Task directions —
Set down exactly the lines in the records below that run from the line with "self.last_frame = Instant::now();" to the line with "let (Some(window), Some(renderer), Some(gui), Some(textures))", inclusive, and nothing more.

Available data —
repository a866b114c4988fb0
pub mod core;
pub mod draw;
pub mod gui;
pub mod input;
pub mod renderer;
pub mod resources;

use std::sync::Arc;
use std::time::{Duration, Instant};

use anyhow::{Context, Result, anyhow};
use self::core::{EngineConfig, FrameTiming};
use glam::Vec2;
use gui::{EguiCanvas, Gui};
use input::Controls;
use renderer::Renderer;
use resources::TextureTable;
use wgpu::SurfaceError;
use winit::{
    application::ApplicationHandler,
    dpi::LogicalSize,
    event::WindowEvent,
    event_loop::{ActiveEventLoop, ControlFlow, EventLoop},
    window::{Fullscreen, Window, WindowId},
};

use crate::game::{Frame, Game};

const MINIMIZED_POLL: Duration = Duration::from_millis(10);

pub struct EngineApp {
    config: EngineConfig,
    game: Box<dyn Game>,
    window: Option<Arc<Window>>,
    renderer: Option<Renderer>,
    gui: Option<Gui>,
    textures: Option<TextureTable>,
    timing: FrameTiming,
    last_frame: Instant,
    failure: Option<anyhow::Error>,
}

impl EngineApp {
    pub fn new(config: EngineConfig, game: impl Game + 'static) -> Self {
        Self {
            config,
            game: Box::new(game),
            window: None,
            renderer: None,
            gui: None,
            textures: None,
            timing: FrameTiming::default(),
            last_frame: Instant::now(),
            failure: None,
        }
    }

    /// Blocks until the window closes. Startup failures (window, GPU, assets)
    /// and unrecoverable surface errors end the loop and come back as the error.
    pub fn run(mut self) -> Result<()> {
        tracing::info!(
            target: "engine",
            app = %self.config.app_name,
            game = %self.game.name(),
            "Engine starting"
        );

        let event_loop = EventLoop::new().context("failed to create event loop")?;
        event_loop.set_control_flow(ControlFlow::Poll);
        event_loop
            .run_app(&mut self)
            .context("event loop terminated abnormally")?;

        if let Some(err) = self.failure.take() {
            return Err(err);
        }

        tracing::info!(target: "engine", frames = self.timing.frame, "Engine shutdown complete");
        Ok(())
    }

    fn window_title(&self) -> String {
        format!("{} - {}", self.config.app_name, self.game.name())
    }

    fn init(&mut self, event_loop: &ActiveEventLoop) -> Result<()> {
        let prefs = self.game.window_descriptor();
        let width = prefs.width.unwrap_or(self.config.window_width) as f64;
        let height = prefs.height.unwrap_or(self.config.window_height) as f64;
        let title = prefs.title.clone().unwrap_or_else(|| self.window_title());

        let mut attributes = Window::default_attributes()
            .with_title(title)
            .with_resizable(prefs.resizable)
            .with_inner_size(LogicalSize::new(width, height));
        if prefs.fullscreen {
            attributes = attributes.with_fullscreen(Some(Fullscreen::Borderless(None)));
        }

        let window = Arc::new(
            event_loop
                .create_window(attributes)
                .context("failed to create window")?,
        );
        let renderer = pollster::block_on(Renderer::new(window.clone()))
            .context("failed to initialize renderer")?;
        tracing::info!(target: "engine", "renderer initialized");

        let gui = Gui::new(&window, &renderer);
        let mut textures = TextureTable::new(gui.context().clone());
        self.game
            .load(&mut textures)
            .context("failed to load game assets")?;
        tracing::info!(target: "engine", textures = textures.texture_count(), "assets loaded");

        window.request_redraw();
        self.window = Some(window);
        self.renderer = Some(renderer);
        self.gui = Some(gui);
        self.textures = Some(textures);
        self.last_frame = Instant::now();
        Ok(())
    }

    fn fail(&mut self, event_loop: &ActiveEventLoop, err: anyhow::Error) {
        tracing::error!(target: "engine", "{err:#}");
        self.failure = Some(err);
        event_loop.exit();
    }

    fn redraw(&mut self, event_loop: &ActiveEventLoop) {
        let (Some(window), Some(renderer), Some(gui), Some(textures)) = (
            self.window.as_ref(),
            self.renderer.as_mut(),
            self.gui.as_mut(),
            self.textures.as_ref(),
        ) else {
            return;
        };

        let now = Instant::now();
        self.timing.advance(now.duration_since(self.last_frame));
        self.last_frame = now;
        tracing::trace!(
            target: "engine",
            frame = self.timing.frame,
            frame_delta_ms = self.timing.delta_seconds * 1000.0,
            fps = self.timing.fps,
            "frame tick"
        );

        let logical = window.inner_size().to_logical::<f32>(window.scale_factor());
        let screen_size = Vec2::new(logical.width, logical.height);
        let game = &mut self.game;

        let result = gui.frame(window, renderer, |ctx| {
            let controls = ctx.input(Controls::from_egui);
            let mut canvas = EguiCanvas::new(ctx, textures);
            game.frame(&mut Frame {
                controls,
                screen_size,
                canvas: &mut canvas,
            });
        });

        match result {
            Ok(()) => {}
            Err(SurfaceError::Lost | SurfaceError::Outdated) => {
                renderer.resize(window.inner_size());
            }
            Err(SurfaceError::Timeout) => {
                tracing::warn!(target: "engine", "surface timeout, retrying next frame");
            }
            Err(err) => {
                self.fail(event_loop, anyhow!(err).context("unrecoverable surface error"));
            }
        }
    }
}

impl ApplicationHandler for EngineApp {
    fn resumed(&mut self, event_loop: &ActiveEventLoop) {
        if self.window.is_some() {
            return;
        }
        if let Err(err) = self.init(event_loop) {
            self.fail(event_loop, err);
        }
    }

    fn window_event(
        &mut self,
        event_loop: &ActiveEventLoop,
        _window_id: WindowId,
        event: WindowEvent,
    ) {
        if let (Some(window), Some(gui)) = (self.window.as_ref(), self.gui.as_mut()) {
            gui.on_window_event(window, &event);
        }

        match event {
            WindowEvent::CloseRequested => {
                tracing::info!(target: "engine", "window close requested");
                event_loop.exit();
            }
            WindowEvent::Resized(size) => {
                if let Some(renderer) = self.renderer.as_mut() {
                    renderer.resize(size);
                }
            }
            WindowEvent::ScaleFactorChanged { .. } => {
                if let (Some(window), Some(renderer)) =
                    (self.window.as_ref(), self.renderer.as_mut())
                {
                    renderer.resize(window.inner_size());
                }
            }
            WindowEvent::RedrawRequested => self.redraw(event_loop),
            _ => {}
        }
    }

    fn about_to_wait(&mut self, event_loop: &ActiveEventLoop) {
        let Some(window) = self.window.as_ref() else {
            return;
        };
        if window.is_minimized().unwrap_or(false) {
            event_loop.set_control_flow(ControlFlow::wait_duration(MINIMIZED_POLL));
        } else {
            event_loop.set_control_flow(ControlFlow::Poll);
            window.request_redraw();
        }
    }
}
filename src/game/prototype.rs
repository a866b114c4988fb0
use anyhow::Result;
use glam::Vec2;

use crate::engine::draw::{Canvas, Layer, Rect};
use crate::engine::resources::{TextureId, TextureLoader};

use super::config::{GameConfig, MIN_TILE_SIZE};
use super::level::Level;
use super::object::GameObject;
use super::player;
use super::{Frame, Game, GameWindowDescriptor};

/// The playable prototype: a tiled floor, a player on WASD and Canova
/// tracking the player.
#[derive(Debug)]
pub struct CanovaGame {
    config: GameConfig,
    level: Level,
    background: Option<TextureId>,
}

impl CanovaGame {
    pub fn new(config: GameConfig) -> Self {
        Self {
            config,
            level: Level::new(),
            background: None,
        }
    }

    pub fn level(&self) -> &Level {
        &self.level
    }

    fn draw_background(&self, screen_size: Vec2, canvas: &mut dyn Canvas) {
        let Some(texture) = self.background else {
            return;
        };
        let tile = self.config.tile_size;
        if !(tile.is_finite() && tile >= MIN_TILE_SIZE) {
            tracing::trace!(target: "canova", tile, "tile size out of range, background skipped");
            return;
        }

        let size = Vec2::splat(tile);
        let cols = (screen_size.x.max(0.0) / tile).ceil() as u32;
        let rows = (screen_size.y.max(0.0) / tile).ceil() as u32;
        for row in 0..rows {
            for col in 0..cols {
                let pos = Vec2::new(col as f32 * tile, row as f32 * tile);
                canvas.image(Layer::Background, texture, Rect::from_pos_size(pos, size));
            }
        }
    }
}

impl Default for CanovaGame {
    fn default() -> Self {
        Self::new(GameConfig::default())
    }
}

impl Game for CanovaGame {
    fn name(&self) -> &str {
        "Canova"
    }

    fn load(&mut self, textures: &mut dyn TextureLoader) -> Result<()> {
        let assets = &self.config.assets;
        let background = textures.load_texture("background", &assets.background)?;
        let player_texture = textures.load_texture("player", &assets.player)?;
        // Registered for later use, nothing spawns a scalpel yet.
        textures.load_texture("scalpel", &assets.scalpel)?;
        let canova_texture = assets
            .canova
            .as_deref()
            .map(|path| textures.load_texture("canova", path))
            .transpose()?;

        let mut level = Level::new();
        let placement = self.config.player;
        level.spawn_player(
            GameObject::player(placement.pos(), placement.size()).with_texture(player_texture),
        )?;

        let placement = self.config.canova;
        let mut canova = GameObject::canova(placement.pos(), placement.size());
        canova.texture = canova_texture;
        level.spawn(canova);

        tracing::info!(target: "canova", objects = level.len(), "level ready");
        self.level = level;
        self.background = Some(background);
        Ok(())
    }

    fn frame(&mut self, frame: &mut Frame<'_>) {
        if let Some(player) = self.level.player_object_mut() {
            player::apply_controls(player, frame.controls);
        }
        self.draw_background(frame.screen_size, frame.canvas);
        self.level.dispatch(frame.canvas);
    }

    fn window_descriptor(&self) -> GameWindowDescriptor {
        let window = &self.config.window;
        GameWindowDescriptor {
            title: Some(window.title.clone()),
            width: Some(window.width),
            height: Some(window.height),
            resizable: window.resizable,
            fullscreen: window.fullscreen,
        }
    }
}
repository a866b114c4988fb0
pub mod engine;
pub mod game;
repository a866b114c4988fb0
use std::time::Duration;

#[derive(Debug, Clone)]
pub struct EngineConfig {
    pub app_name: String,
    pub window_width: u32,
    pub window_height: u32,
}

impl Default for EngineConfig {
    fn default() -> Self {
        Self {
            app_name: "Canova".to_string(),
            window_width: 1280,
            window_height: 720,
        }
    }
}

#[derive(Debug, Default, Clone, Copy)]
pub struct FrameTiming {
    pub frame: u64,
    pub delta_seconds: f32,
    pub fps: f32,
}

impl FrameTiming {
    pub fn advance(&mut self, delta: Duration) {
        self.frame += 1;
        self.delta_seconds = delta.as_secs_f32();
        self.fps = if self.delta_seconds > 0.0 {
            1.0 / self.delta_seconds
        } else {
            0.0
        };
    }
}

Answer to the problem —
        self.last_frame = Instant::now();
        Ok(())
    }

    fn fail(&mut self, event_loop: &ActiveEventLoop, err: anyhow::Error) {
        tracing::error!(target: "engine", "{err:#}");
        self.failure = Some(err);
        event_loop.exit();
    }

    fn redraw(&mut self, event_loop: &ActiveEventLoop) {
        let (Some(window), Some(renderer), Some(gui), Some(textures)) = (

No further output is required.